# This is an unsecure session



## kentsiu (Dec 23, 2011)

Dear Sirs,

I am running Gnome2 on my FreeBSD 8.2 i386 machine. Recently, I do some configuration on xdm and try to running X Windows remotely from my MS Windows XP machine which cygwin terminal and cygwin-x server are installed. Through cygwin terminal, I successfully connected to my FreeBSD machine and a X Windows logon screen is displayed for getting user name and password for logon. Unfortunately, the logon screen is also mentioned "This is an unsecure session". I can't logon to the system using my root account. I try to find solution from internet but it seem no solution.

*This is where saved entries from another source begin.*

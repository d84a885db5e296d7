use std::fmt;
use std::time::Duration;

use reqwest::blocking::{Client, RequestBuilder, Response};
use reqwest::Url;

use crate::config::redact;
use crate::error::ClientError;
use crate::record::FlagRecord;
use crate::resolve::ResolvedConnection;

/// Fixed per-request timeout.
pub const REQUEST_TIMEOUT: Duration = Duration::from_secs(30);

/// Operations the remote flag service exposes. Upsert is the only mutation
/// besides delete; partial updates are built on top of it.
pub trait FlagApi {
    /// Create the record, or replace it entirely if `(key, environment)` exists.
    fn upsert(&self, record: &FlagRecord) -> Result<(), ClientError>;

    /// All records of one environment.
    fn list_by_environment(&self, environment: &str) -> Result<Vec<FlagRecord>, ClientError>;

    fn delete(&self, key: &str, environment: &str) -> Result<(), ClientError>;
}

/// Blocking HTTP client for the flag service REST API.
#[derive(Clone)]
pub struct HttpFlagClient {
    http: Client,
    base_url: Url,
    api_key: String,
}

impl fmt::Debug for HttpFlagClient {
    fn fmt(&self, f: &mut fmt::Formatter<'_>) -> fmt::Result {
        f.debug_struct("HttpFlagClient")
            .field("base_url", &self.base_url.as_str())
            .field("api_key", &redact(&self.api_key))
            .finish()
    }
}

impl HttpFlagClient {
    pub fn new(connection: &ResolvedConnection) -> Result<Self, ClientError> {
        let base_url = Url::parse(&connection.base_url)
            .ok()
            .filter(|url| matches!(url.scheme(), "http" | "https") && !url.cannot_be_a_base())
            .ok_or_else(|| ClientError::InvalidBaseUrl(connection.base_url.clone()))?;
        let http = Client::builder()
            .timeout(REQUEST_TIMEOUT)
            .user_agent(concat!("flagops/", env!("CARGO_PKG_VERSION")))
            .build()
            .map_err(|source| ClientError::Transport {
                url: base_url.to_string(),
                source,
            })?;
        Ok(Self {
            http,
            base_url,
            api_key: connection.api_key.clone(),
        })
    }

    /// `{base}/api/v1/flags`, plus the key as one encoded path segment.
    fn flags_url(&self, key: Option<&str>) -> Url {
        let mut url = self.base_url.clone();
        if let Ok(mut segments) = url.path_segments_mut() {
            segments.pop_if_empty().extend(["api", "v1", "flags"]);
            if let Some(key) = key {
                segments.push(key);
            }
        }
        url
    }

    /// Attach credentials, send, and turn non-2xx statuses into
    /// `ClientError::Remote` carrying the raw body.
    fn send(&self, request: RequestBuilder, url: &Url) -> Result<Response, ClientError> {
        let response = request
            .bearer_auth(&self.api_key)
            .send()
            .map_err(|source| ClientError::Transport {
                url: url.to_string(),
                source,
            })?;

        let status = response.status();
        tracing::debug!(%url, status = status.as_u16(), "response");
        if !status.is_success() {
            let body = response.text().unwrap_or_default();
            return Err(ClientError::Remote {
                status: status.as_u16(),
                body,
            });
        }
        Ok(response)
    }
}

impl FlagApi for HttpFlagClient {
    fn upsert(&self, record: &FlagRecord) -> Result<(), ClientError> {
        let url = self.flags_url(None);
        tracing::debug!(%url, key = %record.key, env = %record.environment, "PUT flag");
        self.send(self.http.put(url.clone()).json(record), &url)?;
        Ok(())
    }

    fn list_by_environment(&self, environment: &str) -> Result<Vec<FlagRecord>, ClientError> {
        let url = self.flags_url(None);
        tracing::debug!(%url, env = %environment, "GET flags");
        let response = self.send(
            self.http.get(url.clone()).query(&[("environment", environment)]),
            &url,
        )?;
        response.json().map_err(|source| ClientError::Decode {
            url: url.to_string(),
            source,
        })
    }

    fn delete(&self, key: &str, environment: &str) -> Result<(), ClientError> {
        let url = self.flags_url(Some(key));
        tracing::debug!(%url, env = %environment, "DELETE flag");
        self.send(
            self.http.delete(url.clone()).query(&[("environment", environment)]),
            &url,
        )?;
        Ok(())
    }
}
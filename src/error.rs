use std::path::PathBuf;

/// Failures reading, writing or addressing the persisted config file.
#[derive(Debug, thiserror::Error)]
pub enum ConfigError {
    #[error("could not determine home directory; set FLAGOPS_CONFIG")]
    NoHomeDir,

    #[error("failed to read {path}: {source}")]
    Read {
        path: PathBuf,
        #[source]
        source: std::io::Error,
    },

    #[error("failed to parse {path}: {source}")]
    Parse {
        path: PathBuf,
        #[source]
        source: serde_yaml::Error,
    },

    #[error("failed to write {path}: {source}")]
    Write {
        path: PathBuf,
        #[source]
        source: std::io::Error,
    },

    #[error("failed to serialize config: {0}")]
    Serialize(#[source] serde_yaml::Error),

    #[error("invalid config key '{0}', expected <environment>.<field>")]
    InvalidKeyPath(String),

    #[error("unknown config field '{0}', expected base_url or api_key")]
    UnknownField(String),

    #[error("environment '{0}' not found in config")]
    EnvironmentNotFound(String),
}

/// Failures turning command inputs into a connection. Always raised before
/// any network call.
#[derive(Debug, thiserror::Error)]
pub enum ResolveError {
    #[error("an environment name is required (--env) when base URL and API key are given directly")]
    MissingEnvironment,

    #[error("environment '{0}' not found in config")]
    EnvironmentNotFound(String),

    #[error("environment '{0}' has no base URL or API key configured")]
    IncompleteConnection(String),

    #[error(transparent)]
    Config(#[from] ConfigError),
}

/// Local validation failures for records and overrides. Always raised
/// before the current record is fetched.
#[derive(Debug, thiserror::Error)]
pub enum ValidationError {
    #[error("invalid flag key '{0}'")]
    InvalidKey(String),

    #[error("rollout must be between 0 and 100, got {0}")]
    RolloutOutOfRange(i64),

    #[error("invalid config JSON: {0}")]
    InvalidConfigJson(#[source] serde_json::Error),

    #[error("config must be a JSON object")]
    ConfigNotObject,

    #[error("invalid variants JSON: {0}")]
    InvalidVariantsJson(#[source] serde_json::Error),

    #[error("invalid variant: {0}")]
    InvalidVariant(String),

    #[error("variant weights add up to {0}, must not exceed 100")]
    VariantWeightsExceed(u32),

    #[error("invalid expression: {0}")]
    InvalidExpression(String),

    #[error("nothing to update, pass at least one field")]
    NothingToUpdate,
}

/// Failures talking to the remote flag service.
#[derive(Debug, thiserror::Error)]
pub enum ClientError {
    #[error("invalid base URL '{0}', expected an http or https URL")]
    InvalidBaseUrl(String),

    #[error("remote error ({status}): {body}")]
    Remote { status: u16, body: String },

    #[error("request to {url} failed: {source}")]
    Transport {
        url: String,
        #[source]
        source: reqwest::Error,
    },

    #[error("failed to decode response from {url}: {source}")]
    Decode {
        url: String,
        #[source]
        source: reqwest::Error,
    },
}

/// Top-level error for flag operations.
#[derive(Debug, thiserror::Error)]
pub enum Error {
    #[error(transparent)]
    Config(#[from] ConfigError),

    #[error(transparent)]
    Resolve(#[from] ResolveError),

    #[error(transparent)]
    Validation(#[from] ValidationError),

    #[error(transparent)]
    Client(#[from] ClientError),

    #[error("flag '{key}' not found in environment '{environment}'")]
    FlagNotFound { key: String, environment: String },

    #[error("failed to read {path}: {source}")]
    ReadFile {
        path: PathBuf,
        #[source]
        source: std::io::Error,
    },

    #[error("failed to write {path}: {source}")]
    WriteFile {
        path: PathBuf,
        #[source]
        source: std::io::Error,
    },

    #[error("invalid import file {path}: {source}")]
    ImportFormat {
        path: PathBuf,
        #[source]
        source: serde_json::Error,
    },

    #[error("failed to encode JSON: {0}")]
    Encode(#[from] serde_json::Error),

    #[error("{failed} of {total} records failed to import")]
    ImportFailed { failed: usize, total: usize },
}
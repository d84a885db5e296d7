use std::path::Path;

use flagops_lib::ops::{self, ImportMode};
use flagops_lib::Error;

use crate::GlobalOpts;

pub fn run_import(opts: &GlobalOpts, file: &Path, continue_on_error: bool) -> Result<(), Error> {
    // Read and parse locally before touching the network.
    let records = ops::read_import_file(file)?;
    let (conn, client) = opts.connect()?;

    let mode = if continue_on_error {
        ImportMode::ContinueOnError
    } else {
        ImportMode::FailFast
    };
    let report = ops::import_flags(&client, &conn.environment, records, mode)?;

    for (key, e) in &report.failed {
        eprintln!("✗ {}: {}", key, e);
    }
    if report.skipped > 0 {
        eprintln!("Stopped after first failure, {} flags not attempted", report.skipped);
    }
    println!(
        "Imported {} of {} flags into {}",
        report.succeeded,
        report.total(),
        conn.environment
    );
    report.check()
}

pub fn run_export(opts: &GlobalOpts, output: Option<&Path>) -> Result<(), Error> {
    let (conn, client) = opts.connect()?;
    let doc = ops::export_flags(&client, &conn.environment)?;
    let body = serde_json::to_string_pretty(&doc)?;

    match output {
        Some(path) => {
            std::fs::write(path, format!("{}\n", body)).map_err(|source| Error::WriteFile {
                path: path.to_path_buf(),
                source,
            })?;
            eprintln!(
                "✓ Exported {} flags from {} to {}",
                doc.flags.len(),
                conn.environment,
                path.display()
            );
        }
        None => println!("{}", body),
    }
    Ok(())
}
mod config_cmd;
mod flags;
mod transfer;

use std::path::PathBuf;
use std::process::ExitCode;

use clap::{Parser, Subcommand};
use flagops_lib::config::CONFIG_PATH_VAR;
use flagops_lib::{resolve, ConfigStore, ConnectionArgs, Error, HttpFlagClient, ResolvedConnection};
use tracing_subscriber::EnvFilter;

use crate::config_cmd::ConfigAction;
use crate::flags::{CreateFields, UpdateFields};

#[derive(Parser, Debug)]
#[command(name = "flagops")]
#[command(version)]
#[command(about = "Manage feature flags on a remote flag service", long_about = None)]
struct Args {
    #[command(flatten)]
    global: GlobalArgs,

    #[command(subcommand)]
    cmd: Command,
}

#[derive(clap::Args, Debug)]
struct GlobalArgs {
    /// Flag service base URL (used together with --api-key)
    #[arg(long, global = true)]
    base_url: Option<String>,

    /// API key for the flag service
    #[arg(long, global = true)]
    api_key: Option<String>,

    /// Target environment (defaults to default_env from the config file)
    #[arg(short = 'e', long = "env", global = true)]
    env: Option<String>,

    /// Path to the config file [default: ~/.flagops/config.yaml]
    #[arg(short = 'c', long = "config-file", global = true, env = CONFIG_PATH_VAR)]
    config_file: Option<PathBuf>,

    /// Verbose output, repeat for more (-v, -vv, -vvv)
    #[arg(short, long, action = clap::ArgAction::Count, global = true)]
    verbose: u8,
}

#[derive(Subcommand, Debug)]
enum Command {
    /// List flags in the environment
    List {
        /// Print the records as JSON
        #[arg(long)]
        json: bool,
    },
    /// Show one flag as JSON
    Get { key: String },
    /// Create a flag (replaces an existing flag with the same key)
    Create {
        key: String,
        #[command(flatten)]
        fields: CreateFields,
    },
    /// Change some fields of a flag, keeping the rest
    Update {
        key: String,
        #[command(flatten)]
        fields: UpdateFields,
    },
    /// Turn a flag on
    Enable { key: String },
    /// Turn a flag off
    Disable { key: String },
    /// Delete a flag
    Delete { key: String },
    /// Upsert flags from a JSON file (export document or array of flags)
    Import {
        file: PathBuf,

        /// Keep importing after a failed flag
        #[arg(long)]
        continue_on_error: bool,
    },
    /// Write every flag of the environment as JSON
    Export {
        /// Output file (stdout if omitted)
        #[arg(short = 'o', long = "output")]
        output: Option<PathBuf>,
    },
    /// Read and edit the config file
    Config {
        #[command(subcommand)]
        action: ConfigAction,
    },
}

/// Options shared by every command, built once per invocation.
#[derive(Debug)]
pub struct GlobalOpts {
    pub connection: ConnectionArgs,
    pub store: ConfigStore,
}

impl GlobalOpts {
    fn from_args(args: GlobalArgs) -> Result<Self, Error> {
        let store = match args.config_file.filter(|p| !p.as_os_str().is_empty()) {
            Some(path) => ConfigStore::new(path),
            None => ConfigStore::default_location()?,
        };
        Ok(Self {
            connection: ConnectionArgs {
                base_url: args.base_url,
                api_key: args.api_key,
                env: args.env,
            },
            store,
        })
    }

    /// Resolve the connection and build a client for it.
    pub fn connect(&self) -> Result<(ResolvedConnection, HttpFlagClient), Error> {
        let conn = resolve::resolve(&self.connection, &self.store)?;
        tracing::info!(env = %conn.environment, base_url = %conn.base_url, "resolved connection");
        let client = HttpFlagClient::new(&conn)?;
        Ok((conn, client))
    }
}

fn init_tracing(verbose: u8) {
    let level = match verbose {
        0 => "warn",
        1 => "info",
        2 => "debug",
        _ => "trace",
    };
    let filter = EnvFilter::try_from_default_env().unwrap_or_else(|_| EnvFilter::new(level));

    tracing_subscriber::fmt()
        .with_env_filter(filter)
        .with_target(false)
        .with_writer(std::io::stderr)
        .init();
}

fn run(cmd: Command, opts: &GlobalOpts) -> Result<(), Error> {
    match cmd {
        Command::List { json } => flags::run_list(opts, json),
        Command::Get { key } => flags::run_get(opts, &key),
        Command::Create { key, fields } => flags::run_create(opts, &key, fields),
        Command::Update { key, fields } => flags::run_update(opts, &key, fields),
        Command::Enable { key } => flags::run_set_enabled(opts, &key, true),
        Command::Disable { key } => flags::run_set_enabled(opts, &key, false),
        Command::Delete { key } => flags::run_delete(opts, &key),
        Command::Import {
            file,
            continue_on_error,
        } => transfer::run_import(opts, &file, continue_on_error),
        Command::Export { output } => transfer::run_export(opts, output.as_deref()),
        Command::Config { action } => config_cmd::run_config(opts, action),
    }
}

fn main() -> ExitCode {
    let args = Args::parse();
    init_tracing(args.global.verbose);

    let result = GlobalOpts::from_args(args.global).and_then(|opts| run(args.cmd, &opts));

    match result {
        Ok(()) => ExitCode::SUCCESS,
        Err(e) => {
            eprintln!("Error: {}", e);
            ExitCode::FAILURE
        }
    }
}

Anyone can give me a hand for this problem?

Best Regards,
Kent L. H. SIU


----------



## UNIXgod (Dec 23, 2011)

root is off via ssh. You can use your user to su() or change your ssh configuration (not recommended).


----------



## kentsiu (Dec 24, 2011)

First of all, Thanks for your reply.

In my situation, I am not using ssh to connect to my FreeBSD machines, instead I using XDMCP directly to connect my FreeBSD. Therefore I think the problem is not in the ssh setting.


----------



## SirDice (Dec 25, 2011)

If I remember correctly this has to do with the "magic cookie" being used. Make sure it's set to *MIT-MAGIC-COOKIE*.


----------